Les réformes de Deng Xiaoping ont marqué le début d’une transformation politique, économique, militaire et culturel remarquable faisant de la Chine une superpuissance incontournable au 21ème siècle. Après la mort de Mao, le rôle secondaire joué par Deng a joué un rôle salvateur, d’abord économique puis politique, culturel et miliaire, dans le retour chinois sur la scène internationale dont les échos se font entendre à ce jour. Ce faisant, la Chine est passé d’un pays insulaire et introverti en proie à des périodes de chaos et de famine au pays moderne, tourné vers l’extérieur et sophistiqué que nous connaissons aujourd’hui. La RDC est l’un des pays témoins de l’engagement stratégique chinois en Afrique.

2022 marque le 50ème anniversaire d’harmonisation des relations diplomatiques entre la République Démocratique du Congo et la République populaire de Chine. Au fil des années, l’amitié entre les deux pays s’est révélée être un partenariat stratégique, global et complémentaire dans le cadre de la coopération Sud-Sud.

L’étendue de leur coopération peut être résumée en 4 périodes : Première période 1960-1972. Les relations ont été tumultueuses, en raison de l’assassinat de Lumumba. Deuxième période 1972-1990. Comparée à la première, cette période enregistre un plus grand nombre de visites, d’accords et de programmes d’aide. Ceci est dû à l’harmonisation des relations bilatérales en 1972 rendue possible par le contexte du système international de l’époque. Cependant, en raison de l’instabilité politique et de l’avènement de la guerre en RDC à partir de 1997, l’élan de la coopération s’affaiblira. Troisième période 1997-2003. Relance de la coopération sino-congolaise. La fin du régime dictatorial, le voyage de Mze Kabila à Pékin (son premier voyage à l’étranger en tant que président de la RDC), la signature de l’accord de protection et d’encouragement mutuel des investissements ont marqué la troisième phase. Cependant, deux mois après la signature de cet accord, la deuxième guerre du Congo éclatera jusqu’en 2003 officiellement mais officieusement jusqu’en 2006. Quatrième période 2008-à ce jour. Grand renouveau dans les relations Sino-congolaises en raison de la signature du mémorandum d’attente (2007), de la convention de collaboration (2008) et des différents avenants (2024) entre la République Démocratique du Congo et les entreprises publiques chinoises.

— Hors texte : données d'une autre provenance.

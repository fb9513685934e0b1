//! Small DOM query and listener helpers shared by the attach code.

use wasm_bindgen::JsCast;
use wasm_bindgen::closure::Closure;

use crate::page::config::PageError;

/// All elements matching `selector` that cast to `T`, in document order.
///
/// # Errors
///
/// [`PageError::Selector`] if the browser rejects the selector.
pub fn elements<T: JsCast>(document: &web_sys::Document, selector: &'static str) -> Result<Vec<T>, PageError> {
    let nodes = document
        .query_selector_all(selector)
        .map_err(|_| PageError::Selector(selector))?;
    Ok((0..nodes.length())
        .filter_map(|index| nodes.item(index))
        .filter_map(|node| node.dyn_into::<T>().ok())
        .collect())
}

/// Register `handler` for `event` on `target` for the lifetime of the page.
pub fn listen(target: &web_sys::EventTarget, event: &str, handler: impl FnMut(web_sys::Event) + 'static) {
    let closure = Closure::wrap(Box::new(handler) as Box<dyn FnMut(web_sys::Event)>);
    if let Err(e) = target.add_event_listener_with_callback(event, closure.as_ref().unchecked_ref()) {
        log::warn!("could not listen for {event}: {e:?}");
    }
    closure.forget();
}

Dans cette opinion, au-delà de sa taille économique, de son réseau commercial, de ses épargnes et capacités militaires mondialement connues, le Professeur Georges Olemanu Lohalo présente et discute les raisons particulières de l’importance de la Chine pour la République Démocratique du Congo, principalement basées sur les principes de la recherche du plus grand bien, des intérêts partagés, de la sincérité, des résultats effectifs, d’amitié et de bonne foi.

D’aucuns n’ignorent que la Chine utilise principalement l’investissement et l’aide publique pour contribuer au développement économique des pays Africains. En RDC, cette approche est visible à travers l’aide directe d’État à État (par exemple sous la forme de subventions ou de prêts sans intérêt) et la signature d’accord entre les entreprises d’État chinois et celles d’État congolais (généralement sous la forme des coentreprises). Point n’est besoin d’énumérer les multiples aides et différentes coentreprises chinoises en RDC dont le financement, la construction du Centre culturel Africain à Kinshasa et la récente signature du 5ème avenant de la convention de collaboration de 2008 en constituent les preuves de vitalité d’une coopération gagnant-gagnant.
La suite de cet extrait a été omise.